In a Satsang, I once asked my Guru a curious question.
"Guruji, in your earliest and darkest days, when even a judgement about your own Guru must have arisen within you, what was the one practice he offered that you followed, and that transformed you?"
He answered: "Sharanagathi"
Whether surrender becomes devotion or slavery depends entirely on the soil it falls into. A heart filled with ego sees it as loss; a heart full of love sees liberation. The same act. Two entirely different worlds.

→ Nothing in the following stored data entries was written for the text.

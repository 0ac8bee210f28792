//! Object store
//!
//! Persists request payloads and pipeline checkpoints in a Cloud Storage
//! bucket (JSON API v1). Each write is a single-request media upload, so
//! readers never observe a partially written object.

use async_trait::async_trait;
use reqwest::{StatusCode, Url};

use crate::GcpClient;
use crate::error::{ClientError, Result};

/// Key-value access to a single bucket
#[async_trait]
pub trait ObjectStore: Send + Sync {
    /// Writes an object, replacing any previous version
    ///
    /// # Arguments
    /// * `key` - Object name inside the bucket
    /// * `body` - Object contents
    /// * `content_type` - MIME type stored with the object
    async fn put(&self, key: &str, body: Vec<u8>, content_type: &str) -> Result<()>;

    /// Reads an object, returning `None` if it does not exist
    async fn get(&self, key: &str) -> Result<Option<Vec<u8>>>;

    /// Deletes an object; deleting a missing object succeeds
    async fn delete(&self, key: &str) -> Result<()>;
}

/// A Cloud Storage bucket bound to a client
#[derive(Debug, Clone)]
pub struct GcsBucket {
    client: GcpClient,
    bucket: String,
}

impl GcpClient {
    /// Binds the client to a bucket
    pub fn bucket(&self, bucket: impl Into<String>) -> GcsBucket {
        GcsBucket {
            client: self.clone(),
            bucket: bucket.into(),
        }
    }
}

impl GcsBucket {
    pub fn name(&self) -> &str {
        &self.bucket
    }

    fn upload_url(&self) -> String {
        format!(
            "{}/upload/storage/v1/b/{}/o",
            self.client.endpoints.storage, self.bucket
        )
    }

    /// URL of an object; the key is encoded as a single path segment
    fn object_url(&self, key: &str) -> Result<Url> {
        object_url(&self.client.endpoints.storage, &self.bucket, key)
    }
}

fn object_url(base: &str, bucket: &str, key: &str) -> Result<Url> {
    let mut url = Url::parse(base)
        .map_err(|e| ClientError::InvalidRequest(format!("Invalid storage endpoint: {}", e)))?;
    url.path_segments_mut()
        .map_err(|_| ClientError::InvalidRequest("Storage endpoint cannot be a base".to_string()))?
        .extend(["storage", "v1", "b", bucket, "o", key]);
    Ok(url)
}

#[async_trait]
impl ObjectStore for GcsBucket {
    async fn put(&self, key: &str, body: Vec<u8>, content_type: &str) -> Result<()> {
        let response = self
            .client
            .client
            .post(self.upload_url())
            .bearer_auth(self.client.bearer().await?)
            .query(&[("uploadType", "media"), ("name", key)])
            .header(reqwest::header::CONTENT_TYPE, content_type)
            .body(body)
            .send()
            .await?;

        self.client.handle_empty_response(response).await?;
        tracing::debug!("Stored gs://{}/{}", self.bucket, key);
        Ok(())
    }

    async fn get(&self, key: &str) -> Result<Option<Vec<u8>>> {
        let response = self
            .client
            .client
            .get(self.object_url(key)?)
            .bearer_auth(self.client.bearer().await?)
            .query(&[("alt", "media")])
            .send()
            .await?;

        if response.status() == StatusCode::NOT_FOUND {
            return Ok(None);
        }
        if !response.status().is_success() {
            let status = response.status().as_u16();
            let message = response.text().await.unwrap_or_default();
            return Err(ClientError::api_error(status, message));
        }

        Ok(Some(response.bytes().await?.to_vec()))
    }

    async fn delete(&self, key: &str) -> Result<()> {
        let response = self
            .client
            .client
            .delete(self.object_url(key)?)
            .bearer_auth(self.client.bearer().await?)
            .send()
            .await?;

        if response.status() == StatusCode::NOT_FOUND {
            return Ok(());
        }
        self.client.handle_empty_response(response).await
    }
}

#[cfg(test)]
mod tests {
    use super::*;

    #[test]
    fn test_object_url_encodes_key() {
        let url = object_url("https://storage.googleapis.com", "bucket", "requests/s1.json").unwrap();
        assert_eq!(
            url.as_str(),
            "https://storage.googleapis.com/storage/v1/b/bucket/o/requests%2Fs1.json"
        );
    }

    #[test]
    fn test_object_url_with_base_path() {
        let url = object_url("http://localhost:4443/gcs", "b", "checkpoints/a b.json").unwrap();
        assert_eq!(
            url.as_str(),
            "http://localhost:4443/gcs/storage/v1/b/b/o/checkpoints%2Fa%20b.json"
        );
    }
}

Hanuman saw pure devotion. Sita saw love through exile. Radha and Meera drank it like intoxicants. Eklavya and Arjuna discovered it as the only honest path. Each of them lived without the war we wage within. Not through blind obedience, but by ceasing to resist.
Here lies the paradox.
To walk the path costs nothing; to make the decision costs everything you call yourself. Surrender begins as the mind's choice. Yet it dissolves the very mind that chose. The chooser must end.
This is why the decision paralyzes us. We are not asked to change. We are asked to disappear.
Yet once that ending occurs, the path unfolds with grace no effort could manufacture. Nothing remains to resist the flow.
The deepest transformations of my life arrived not through struggle, but through this single act: The voluntary death of the one who seeks.